▸ **Work item**
For the data below, give the number of lines in which "Ready" occurs. Include nothing besides that number.

▸ **Dataset excerpts**

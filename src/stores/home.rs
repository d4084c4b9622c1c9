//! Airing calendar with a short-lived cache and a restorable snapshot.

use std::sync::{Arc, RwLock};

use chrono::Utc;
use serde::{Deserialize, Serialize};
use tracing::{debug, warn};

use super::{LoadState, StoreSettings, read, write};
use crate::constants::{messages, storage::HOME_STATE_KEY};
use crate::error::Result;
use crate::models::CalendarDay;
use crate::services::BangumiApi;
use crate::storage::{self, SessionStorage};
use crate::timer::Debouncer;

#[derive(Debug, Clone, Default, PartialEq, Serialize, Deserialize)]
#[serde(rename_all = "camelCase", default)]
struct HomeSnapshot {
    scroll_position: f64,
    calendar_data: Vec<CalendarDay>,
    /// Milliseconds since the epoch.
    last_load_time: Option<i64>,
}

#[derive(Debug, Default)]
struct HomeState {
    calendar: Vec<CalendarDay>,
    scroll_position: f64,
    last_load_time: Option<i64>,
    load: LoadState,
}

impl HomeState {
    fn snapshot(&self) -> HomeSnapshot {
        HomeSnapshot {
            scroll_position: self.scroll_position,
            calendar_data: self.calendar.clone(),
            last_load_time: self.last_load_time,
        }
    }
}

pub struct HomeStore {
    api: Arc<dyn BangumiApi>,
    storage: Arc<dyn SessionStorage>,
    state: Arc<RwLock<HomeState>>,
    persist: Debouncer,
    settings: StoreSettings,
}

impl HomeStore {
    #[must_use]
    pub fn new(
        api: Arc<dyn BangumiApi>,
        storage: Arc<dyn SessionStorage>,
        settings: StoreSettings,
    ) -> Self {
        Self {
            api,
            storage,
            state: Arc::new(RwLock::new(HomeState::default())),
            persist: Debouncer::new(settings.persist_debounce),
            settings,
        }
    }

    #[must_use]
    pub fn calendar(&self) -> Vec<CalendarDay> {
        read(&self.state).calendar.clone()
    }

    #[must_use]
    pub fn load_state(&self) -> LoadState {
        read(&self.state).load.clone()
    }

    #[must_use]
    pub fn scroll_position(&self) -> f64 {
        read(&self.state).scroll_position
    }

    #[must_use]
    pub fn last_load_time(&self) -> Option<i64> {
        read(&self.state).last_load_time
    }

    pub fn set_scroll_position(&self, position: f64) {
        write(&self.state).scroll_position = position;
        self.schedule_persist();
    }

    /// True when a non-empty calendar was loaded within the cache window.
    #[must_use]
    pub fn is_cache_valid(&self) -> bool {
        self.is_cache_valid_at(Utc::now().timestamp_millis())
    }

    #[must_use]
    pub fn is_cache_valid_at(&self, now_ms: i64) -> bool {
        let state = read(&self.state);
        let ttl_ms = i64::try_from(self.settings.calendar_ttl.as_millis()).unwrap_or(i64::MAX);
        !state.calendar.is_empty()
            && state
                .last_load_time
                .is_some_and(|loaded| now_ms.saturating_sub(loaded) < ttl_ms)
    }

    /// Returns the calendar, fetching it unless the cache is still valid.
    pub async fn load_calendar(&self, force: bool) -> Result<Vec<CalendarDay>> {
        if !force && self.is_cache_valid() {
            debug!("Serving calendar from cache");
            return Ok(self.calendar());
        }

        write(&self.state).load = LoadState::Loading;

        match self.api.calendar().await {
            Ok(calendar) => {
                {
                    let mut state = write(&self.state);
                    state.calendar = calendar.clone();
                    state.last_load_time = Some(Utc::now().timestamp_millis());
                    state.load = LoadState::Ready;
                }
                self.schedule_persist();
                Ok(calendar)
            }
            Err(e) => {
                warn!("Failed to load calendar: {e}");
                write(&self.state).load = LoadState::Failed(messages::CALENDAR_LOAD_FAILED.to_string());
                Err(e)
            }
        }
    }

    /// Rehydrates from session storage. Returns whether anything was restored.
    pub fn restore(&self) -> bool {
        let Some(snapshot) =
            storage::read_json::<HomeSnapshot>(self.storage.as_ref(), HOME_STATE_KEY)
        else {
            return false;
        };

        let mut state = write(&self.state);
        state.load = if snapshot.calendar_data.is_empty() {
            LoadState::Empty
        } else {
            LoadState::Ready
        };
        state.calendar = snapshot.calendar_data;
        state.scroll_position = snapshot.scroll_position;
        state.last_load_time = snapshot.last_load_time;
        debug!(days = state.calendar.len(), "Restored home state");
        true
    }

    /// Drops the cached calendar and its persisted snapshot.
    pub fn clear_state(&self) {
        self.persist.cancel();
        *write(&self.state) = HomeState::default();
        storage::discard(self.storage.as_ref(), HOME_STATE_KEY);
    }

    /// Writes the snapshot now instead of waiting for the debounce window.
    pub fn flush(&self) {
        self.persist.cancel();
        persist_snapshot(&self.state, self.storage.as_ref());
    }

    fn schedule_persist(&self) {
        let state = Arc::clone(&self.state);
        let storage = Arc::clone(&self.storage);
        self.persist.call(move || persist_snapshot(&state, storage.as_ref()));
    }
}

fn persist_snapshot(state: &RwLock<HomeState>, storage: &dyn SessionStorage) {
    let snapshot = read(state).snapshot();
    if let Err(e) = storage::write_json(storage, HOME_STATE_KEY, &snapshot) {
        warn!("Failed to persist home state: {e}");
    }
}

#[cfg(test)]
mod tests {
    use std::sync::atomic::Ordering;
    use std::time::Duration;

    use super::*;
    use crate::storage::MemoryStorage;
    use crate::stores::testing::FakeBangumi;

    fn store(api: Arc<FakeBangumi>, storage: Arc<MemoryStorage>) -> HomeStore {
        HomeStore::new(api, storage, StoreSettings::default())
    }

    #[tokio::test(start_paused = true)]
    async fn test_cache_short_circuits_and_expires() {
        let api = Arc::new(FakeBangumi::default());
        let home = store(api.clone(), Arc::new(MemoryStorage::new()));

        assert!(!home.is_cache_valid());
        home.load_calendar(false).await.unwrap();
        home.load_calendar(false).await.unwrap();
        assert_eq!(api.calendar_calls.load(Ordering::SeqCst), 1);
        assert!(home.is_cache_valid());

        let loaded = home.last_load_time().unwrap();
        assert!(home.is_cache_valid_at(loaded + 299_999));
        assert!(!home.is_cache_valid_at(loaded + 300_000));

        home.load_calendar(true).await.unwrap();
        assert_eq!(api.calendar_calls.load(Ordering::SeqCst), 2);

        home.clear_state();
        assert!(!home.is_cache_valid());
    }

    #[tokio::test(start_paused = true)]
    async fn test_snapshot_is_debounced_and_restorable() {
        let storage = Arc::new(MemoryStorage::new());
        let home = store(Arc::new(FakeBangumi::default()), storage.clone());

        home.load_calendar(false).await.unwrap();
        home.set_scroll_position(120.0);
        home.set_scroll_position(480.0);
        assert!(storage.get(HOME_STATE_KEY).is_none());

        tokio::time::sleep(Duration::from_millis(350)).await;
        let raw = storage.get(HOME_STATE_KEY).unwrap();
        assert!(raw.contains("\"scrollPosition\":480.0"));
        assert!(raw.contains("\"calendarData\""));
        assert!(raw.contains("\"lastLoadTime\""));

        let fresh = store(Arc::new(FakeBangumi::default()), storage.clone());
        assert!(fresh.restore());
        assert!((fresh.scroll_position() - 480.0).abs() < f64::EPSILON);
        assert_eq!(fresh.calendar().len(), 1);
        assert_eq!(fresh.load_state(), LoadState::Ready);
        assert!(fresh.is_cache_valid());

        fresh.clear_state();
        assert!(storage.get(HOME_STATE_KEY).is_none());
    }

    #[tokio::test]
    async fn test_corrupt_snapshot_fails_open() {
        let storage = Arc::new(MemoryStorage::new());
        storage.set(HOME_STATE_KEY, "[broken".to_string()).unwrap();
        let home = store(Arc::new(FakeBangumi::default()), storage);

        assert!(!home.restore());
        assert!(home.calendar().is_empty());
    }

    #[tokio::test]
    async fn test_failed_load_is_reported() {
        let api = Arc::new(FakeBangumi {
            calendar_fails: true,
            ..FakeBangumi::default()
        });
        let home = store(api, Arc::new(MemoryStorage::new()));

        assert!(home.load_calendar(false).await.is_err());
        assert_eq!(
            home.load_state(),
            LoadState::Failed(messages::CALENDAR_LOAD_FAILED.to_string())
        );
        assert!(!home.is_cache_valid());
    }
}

▸ **Answer below**
3